Exercise requirements:
The lines to find are those in the entries that hold the word "contains"; copy every one of them.

Stored items from a collection:
++++
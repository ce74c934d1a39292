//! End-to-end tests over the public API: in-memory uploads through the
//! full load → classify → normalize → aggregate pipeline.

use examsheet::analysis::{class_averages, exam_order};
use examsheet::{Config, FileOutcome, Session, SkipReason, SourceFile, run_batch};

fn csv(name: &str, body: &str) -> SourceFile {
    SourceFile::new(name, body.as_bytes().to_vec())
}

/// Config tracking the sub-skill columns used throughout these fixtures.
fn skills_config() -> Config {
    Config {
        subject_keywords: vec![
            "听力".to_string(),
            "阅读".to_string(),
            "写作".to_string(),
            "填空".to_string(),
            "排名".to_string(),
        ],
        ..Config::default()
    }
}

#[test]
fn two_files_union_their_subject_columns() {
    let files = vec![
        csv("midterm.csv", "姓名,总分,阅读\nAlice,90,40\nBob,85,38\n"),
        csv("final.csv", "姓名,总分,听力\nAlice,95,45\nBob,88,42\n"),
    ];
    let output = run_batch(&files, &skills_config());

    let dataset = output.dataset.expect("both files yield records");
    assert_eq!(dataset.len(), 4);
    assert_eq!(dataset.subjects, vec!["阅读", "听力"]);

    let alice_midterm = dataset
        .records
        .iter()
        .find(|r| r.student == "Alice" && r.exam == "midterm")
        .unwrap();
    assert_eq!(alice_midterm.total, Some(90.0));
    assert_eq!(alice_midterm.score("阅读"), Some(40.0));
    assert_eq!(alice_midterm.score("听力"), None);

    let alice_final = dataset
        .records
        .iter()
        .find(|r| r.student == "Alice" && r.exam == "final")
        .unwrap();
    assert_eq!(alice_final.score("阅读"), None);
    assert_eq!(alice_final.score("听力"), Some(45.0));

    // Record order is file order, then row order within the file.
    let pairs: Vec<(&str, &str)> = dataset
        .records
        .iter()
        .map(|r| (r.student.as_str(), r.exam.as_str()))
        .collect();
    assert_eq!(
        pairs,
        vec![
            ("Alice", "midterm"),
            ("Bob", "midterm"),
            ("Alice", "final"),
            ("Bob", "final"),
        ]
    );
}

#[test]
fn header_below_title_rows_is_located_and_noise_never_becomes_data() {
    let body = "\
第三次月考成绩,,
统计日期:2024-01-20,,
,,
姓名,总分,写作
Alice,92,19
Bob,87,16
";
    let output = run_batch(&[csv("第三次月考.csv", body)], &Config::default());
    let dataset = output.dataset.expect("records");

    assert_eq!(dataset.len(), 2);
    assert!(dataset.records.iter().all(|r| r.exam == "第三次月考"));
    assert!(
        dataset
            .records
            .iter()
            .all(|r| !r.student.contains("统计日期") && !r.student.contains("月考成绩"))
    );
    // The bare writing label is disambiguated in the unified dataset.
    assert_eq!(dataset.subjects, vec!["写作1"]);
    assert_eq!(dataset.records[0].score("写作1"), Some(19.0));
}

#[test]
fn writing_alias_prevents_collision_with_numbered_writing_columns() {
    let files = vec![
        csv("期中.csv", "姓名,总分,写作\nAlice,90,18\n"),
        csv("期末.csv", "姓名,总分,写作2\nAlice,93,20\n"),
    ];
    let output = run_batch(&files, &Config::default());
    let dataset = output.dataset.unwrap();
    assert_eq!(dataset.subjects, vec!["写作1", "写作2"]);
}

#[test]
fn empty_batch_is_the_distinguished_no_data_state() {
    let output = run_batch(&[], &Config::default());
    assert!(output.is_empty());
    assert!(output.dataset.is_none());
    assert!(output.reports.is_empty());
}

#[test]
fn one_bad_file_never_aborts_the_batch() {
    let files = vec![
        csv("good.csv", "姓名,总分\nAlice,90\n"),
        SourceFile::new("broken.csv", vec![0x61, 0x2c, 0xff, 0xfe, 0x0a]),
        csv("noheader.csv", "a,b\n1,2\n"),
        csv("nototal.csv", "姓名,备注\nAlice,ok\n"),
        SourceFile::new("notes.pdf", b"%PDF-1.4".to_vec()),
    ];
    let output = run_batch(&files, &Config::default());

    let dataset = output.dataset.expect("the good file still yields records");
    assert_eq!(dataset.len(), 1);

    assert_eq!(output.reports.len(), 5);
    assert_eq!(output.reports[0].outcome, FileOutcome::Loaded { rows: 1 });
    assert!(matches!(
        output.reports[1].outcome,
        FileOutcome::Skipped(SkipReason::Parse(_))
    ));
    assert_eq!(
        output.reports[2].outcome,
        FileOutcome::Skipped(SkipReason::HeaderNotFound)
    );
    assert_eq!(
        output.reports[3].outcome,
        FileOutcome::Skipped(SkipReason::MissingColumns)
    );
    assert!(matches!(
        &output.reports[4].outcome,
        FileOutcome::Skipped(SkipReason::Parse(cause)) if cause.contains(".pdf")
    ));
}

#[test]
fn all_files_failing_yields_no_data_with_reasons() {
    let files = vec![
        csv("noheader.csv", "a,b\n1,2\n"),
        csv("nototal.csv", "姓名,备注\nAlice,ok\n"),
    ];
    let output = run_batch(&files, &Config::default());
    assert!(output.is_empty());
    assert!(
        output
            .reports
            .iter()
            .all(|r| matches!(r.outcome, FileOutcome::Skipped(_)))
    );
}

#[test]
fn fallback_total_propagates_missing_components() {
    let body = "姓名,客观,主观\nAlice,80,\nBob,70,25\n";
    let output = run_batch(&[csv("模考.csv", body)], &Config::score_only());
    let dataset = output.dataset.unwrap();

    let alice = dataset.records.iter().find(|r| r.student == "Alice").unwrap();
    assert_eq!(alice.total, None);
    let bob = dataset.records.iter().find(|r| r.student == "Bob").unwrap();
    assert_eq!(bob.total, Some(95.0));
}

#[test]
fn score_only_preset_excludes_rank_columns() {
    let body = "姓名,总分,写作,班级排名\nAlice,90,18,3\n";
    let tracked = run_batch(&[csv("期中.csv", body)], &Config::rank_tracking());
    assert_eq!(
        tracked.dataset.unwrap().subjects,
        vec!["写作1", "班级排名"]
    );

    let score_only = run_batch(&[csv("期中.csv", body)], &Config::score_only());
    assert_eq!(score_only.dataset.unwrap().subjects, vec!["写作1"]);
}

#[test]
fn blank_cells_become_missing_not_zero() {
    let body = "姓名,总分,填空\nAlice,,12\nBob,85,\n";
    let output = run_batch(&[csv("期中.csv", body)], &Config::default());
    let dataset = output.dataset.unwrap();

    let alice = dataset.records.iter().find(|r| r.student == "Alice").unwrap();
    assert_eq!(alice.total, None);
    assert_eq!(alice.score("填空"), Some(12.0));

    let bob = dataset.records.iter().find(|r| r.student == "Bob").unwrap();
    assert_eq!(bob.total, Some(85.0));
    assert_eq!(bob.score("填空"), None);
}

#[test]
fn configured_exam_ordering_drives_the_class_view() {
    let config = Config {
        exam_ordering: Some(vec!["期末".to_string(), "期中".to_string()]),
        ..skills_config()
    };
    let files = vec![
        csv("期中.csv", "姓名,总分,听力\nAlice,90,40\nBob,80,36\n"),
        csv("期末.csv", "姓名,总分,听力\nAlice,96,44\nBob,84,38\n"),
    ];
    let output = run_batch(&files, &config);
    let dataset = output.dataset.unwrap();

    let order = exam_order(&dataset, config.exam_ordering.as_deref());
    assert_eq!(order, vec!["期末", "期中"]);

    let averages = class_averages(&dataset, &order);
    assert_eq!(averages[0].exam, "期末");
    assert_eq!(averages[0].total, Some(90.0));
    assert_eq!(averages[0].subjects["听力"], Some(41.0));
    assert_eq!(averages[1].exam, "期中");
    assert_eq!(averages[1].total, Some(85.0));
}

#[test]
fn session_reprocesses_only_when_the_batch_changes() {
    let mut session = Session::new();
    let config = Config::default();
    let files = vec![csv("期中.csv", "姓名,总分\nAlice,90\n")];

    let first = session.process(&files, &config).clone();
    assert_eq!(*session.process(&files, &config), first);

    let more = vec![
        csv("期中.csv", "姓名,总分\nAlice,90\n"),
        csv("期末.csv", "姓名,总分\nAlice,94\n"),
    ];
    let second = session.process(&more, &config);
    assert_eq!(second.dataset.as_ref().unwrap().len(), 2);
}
++++
Solved problem:
            .all(|r| !r.student.contains("统计日期") && !r.student.contains("月考成绩"))
        FileOutcome::Skipped(SkipReason::Parse(cause)) if cause.contains(".pdf")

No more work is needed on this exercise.